Health Care

Family Planning Loses Out in the Budget Brawl


As the city-run Women's Health and Family Planning Center in Bayonne, N.J., closed its doors last month for the final time, workers hauled away desks, cabinets, and dozens of white boxes labeled "pregnancy tests" and "condoms." The clinic was one of six forced to close after Republican Governor Chris Christie eliminated all of the $7.45 million in state funding for family planning last year as part of an effort to narrow a budget shortfall approaching $11 billion.

While the governor opposes abortion, the decision to cut funding for clinics such as the one in Bayonne—which never performed the procedure—was motivated by economics, not politics, said Christie spokesman Michael Drewniak in an e-mail. "This is about the budget, making the hard choices and responsible spending."

Republicans, energized by the November elections that gave them control of 29 governorships, this year have introduced a record 570 bills in state legislatures that seek to restrict access to abortion, according to the Guttmacher Institute, a New York research organization that compiles reproductive health data. They are also cutting services that provide gynecological care, sex education, and contraception to primarily to poor women.

Elizabeth Nash, a policy analyst at Guttmacher, thinks politicians are being shortsighted. "If you're trying to make a budgetary argument, you lose out, because family planning saves money," she says. For every dollar spent on family planning, states save an average of $3.74 on maternity and infant care, according to a 2008 study by her organization. Family planning centers are the main source of health care for 60 percent of the women who use them, according to Guttmacher. Women who lose access to these clinics may be forced to seek care through hospital emergency rooms, boosting costs for states.

A proposal to strip all funding from Planned Parenthood, which received $363 million in government grants or contracts in 2009, almost shut down the U.S. government during budget negotiations in April. Although the measure was ultimately defeated in the Senate, attacks have continued on the state level.

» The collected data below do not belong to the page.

//! Bulk loading of delegation and AS-name source files.
//!
//! Each source file is loaded inside one write transaction: lines that fail
//! to parse or write are reported through a [`LoadObserver`] and skipped, the
//! rest commit together.

use flate2::read::GzDecoder;
use heed3::RwTxn;
use once_cell::sync::Lazy;
use regex::bytes::Regex;
use std::fmt;
use std::fs::File;
use std::io::{self, BufRead, BufReader, Read, Seek, SeekFrom};
use std::path::Path;

use crate::config::IndexConfig;
use crate::error::{Error, ParseError, Result};
use crate::metadata::{IndexMetadata, SourceSummary};
use crate::row::{is_indexed_status, Resource, Row, FIELD_DELIMITER};
use crate::schema::{association_key, ip_key, RowIndex};
use crate::source::{SourceFile, SourceKind};
use crate::store::IndexStore;
use crate::RecordType;

/// Gzip member magic bytes.
const GZIP_MAGIC: [u8; 2] = [0x1f, 0x8b];

/// Suffix of per-type aggregate lines.
const SUMMARY_SUFFIX: &str = "|summary";

/// `ASN<whitespace>Name` lines of the AS-name source.
static AS_NAME_LINE: Lazy<Regex> =
    Lazy::new(|| Regex::new(r"^\s*([0-9]+)\s+(.+?)\s*$").expect("valid AS name regex"));

/// A decompressed line stream plus its expected size.
pub struct LineSource {
    name: String,
    reader: Box<dyn BufRead + Send>,
    total_bytes: u64,
}
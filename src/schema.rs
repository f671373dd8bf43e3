//! Index schema: key spaces and key encodings.
//!
//! Six logical indices share one LMDB environment, each in its own named
//! database:
//!
//! ```text
//! rows    RowIndex(u32 BE)                    -> raw delegation line
//! asn     ASN(u32 BE)                         -> RowIndex
//! v4      first address (4 bytes, net order)  -> RowIndex
//! v6      first address (16 bytes, net order) -> RowIndex
//! id2ix   registry 0x00 org-id 0x00 RowIndex  -> ()
//! asname  ASN(u32 BE)                         -> AS name bytes
//! ```
//!
//! All integer keys are big-endian so byte-wise key order equals numeric
//! order. The association index is a flat set keyed by a composite key; the
//! trailing separator after the org id keeps `ORG1` from prefix-matching
//! `ORG10`.

use std::fmt;
use std::net::IpAddr;

/// Separator between the parts of an association key.
pub const KEY_SEPARATOR: u8 = 0x00;

/// Surrogate primary key of one stored delegation row.
#[derive(Debug, Clone, Copy, PartialEq, Eq, Hash, PartialOrd, Ord)]
pub struct RowIndex(pub u32);

impl RowIndex {
    /// Big-endian key bytes.
    pub fn to_be_bytes(self) -> [u8; 4] {
        self.0.to_be_bytes()
    }

    /// Decode from big-endian key bytes.
    pub fn from_be_slice(bytes: &[u8]) -> Option<Self> {
        let bytes: [u8; 4] = bytes.try_into().ok()?;
        Some(Self(u32::from_be_bytes(bytes)))
    }

    /// Get the raw value.
    pub fn get(self) -> u32 {
        self.0
    }
}

impl fmt::Display for RowIndex {
    fn fmt(&self, f: &mut fmt::Formatter<'_>) -> fmt::Result {
        write!(f, "{}", self.0)
    }
}

/// The six named key spaces of the store.
#[derive(Debug, Clone, Copy, PartialEq, Eq, Hash)]
pub enum Namespace {
    /// Primary row store
    Rows,
    /// ASN to row index
    Asn,
    /// IPv4 range start to row index
    Ipv4,
    /// IPv6 range start to row index
    Ipv6,
    /// Organization association set
    Associations,
    /// ASN to AS name
    AsNames,
}

impl Namespace {
    /// All namespaces, in creation order.
    pub const ALL: [Namespace; 6] = [
        Namespace::Rows,
        Namespace::Asn,
        Namespace::Ipv4,
        Namespace::Ipv6,
        Namespace::Associations,
        Namespace::AsNames,
    ];

    /// Database name inside the environment.
    pub fn name(&self) -> &'static str {
        match self {
            Namespace::Rows => "rows",
            Namespace::Asn => "asn",
            Namespace::Ipv4 => "v4",
            Namespace::Ipv6 => "v6",
            Namespace::Associations => "id2ix",
            Namespace::AsNames => "asname",
        }
    }

    /// The address index for an address family.
    pub fn for_ip(addr: &IpAddr) -> Self {
        match addr {
            IpAddr::V4(_) => Namespace::Ipv4,
            IpAddr::V6(_) => Namespace::Ipv6,
        }
    }
}

impl fmt::Display for Namespace {
    fn fmt(&self, f: &mut fmt::Formatter<'_>) -> fmt::Result {
        f.write_str(self.name())
    }
}

/// Network-order address bytes: 4 for IPv4, 16 for IPv6.
pub fn ip_key(addr: &IpAddr) -> Vec<u8> {
    match addr {
        IpAddr::V4(v4) => v4.octets().to_vec(),
        IpAddr::V6(v6) => v6.octets().to_vec(),
    }
}

/// Prefix shared by every association entry of one organization.
///
/// key = `registry` | 0x00 | `org-id` | 0x00
pub fn association_prefix(registry: &str, org_id: &str) -> Vec<u8> {
    let mut key = Vec::with_capacity(registry.len() + org_id.len() + 2);
    key.extend_from_slice(registry.as_bytes());
    key.push(KEY_SEPARATOR);
    key.extend_from_slice(org_id.as_bytes());
    key.push(KEY_SEPARATOR);
    key
}

/// Association entry for one row.
///
/// key = `registry` | 0x00 | `org-id` | 0x00 | `row-index(4 BE)`
pub fn association_key(registry: &str, org_id: &str, ix: RowIndex) -> Vec<u8> {
    let mut key = association_prefix(registry, org_id);
    key.extend_from_slice(&ix.to_be_bytes());
    key
}

/// Row index encoded in the tail of an association key.
pub fn association_row(key: &[u8]) -> Option<RowIndex> {
    let tail = key.len().checked_sub(4)?;
    RowIndex::from_be_slice(&key[tail..])
}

On May 10, Indiana Governor Mitch Daniels signed a bill eliminating all state funding to organizations that provide family planning and abortions, which last year amounted to $1.4 million. The law also places some of the heaviest restrictions on access to abortion of any state. Wisconsin Governor Scott Walker's proposed two-year budget would cut about $3.8 million for family planning. In Minnesota, the Republican-controlled Senate is trying to do away with all funding for family planning as part of an effort to close a $5 billion budget shortfall. "Republicans for the most part are against abortion, so right away we said, 'Let's look at this,'" says Brad Biers, an administrator at the Minnesota Senate's Health and Human Services Committee.

Cutting funds for family planning won't prevent abortions, says Bill Albert, chief program officer at the National Campaign to Prevent Teen and Unplanned Pregnancy, a nonprofit group in Washington. Nearly half of U.S. pregnancies are unintended, according to the federal Centers for Disease Control and Prevention. "If you reduce the number of unplanned pregnancies, you reduce the number of abortions," says Albert. "It's a very simple calculation."

In Texas, the GOP-controlled House of Representatives on Apr. 3 passed a budget that cut more than $61 million for family planning. The bill is in a conference committee and must be signed by Governor Rick Perry, also a Republican. Janet Realini, a doctor and president of Healthy Futures of Texas, a San Antonio organization that works to reduce teen and unplanned pregnancies, says the reduction in funding would result in more than 20,000 additional Medicaid-paid births.

State representative Jodie Laubenberg, a Republican from Rockwall, Tex., believes limiting access to birth control will "not necessarily" increase unintended pregnancies. Says Laubenberg: "Sometimes when you have to pay for something, whether it's $5 or, on a sliding scale, even $30, you tend to take a little bit more responsibility for things, if you've got some skin in the game, excuse the pun."

The bottom line: Republican-controlled states are restricting funds for family planning services, a move that may not save money in the long run.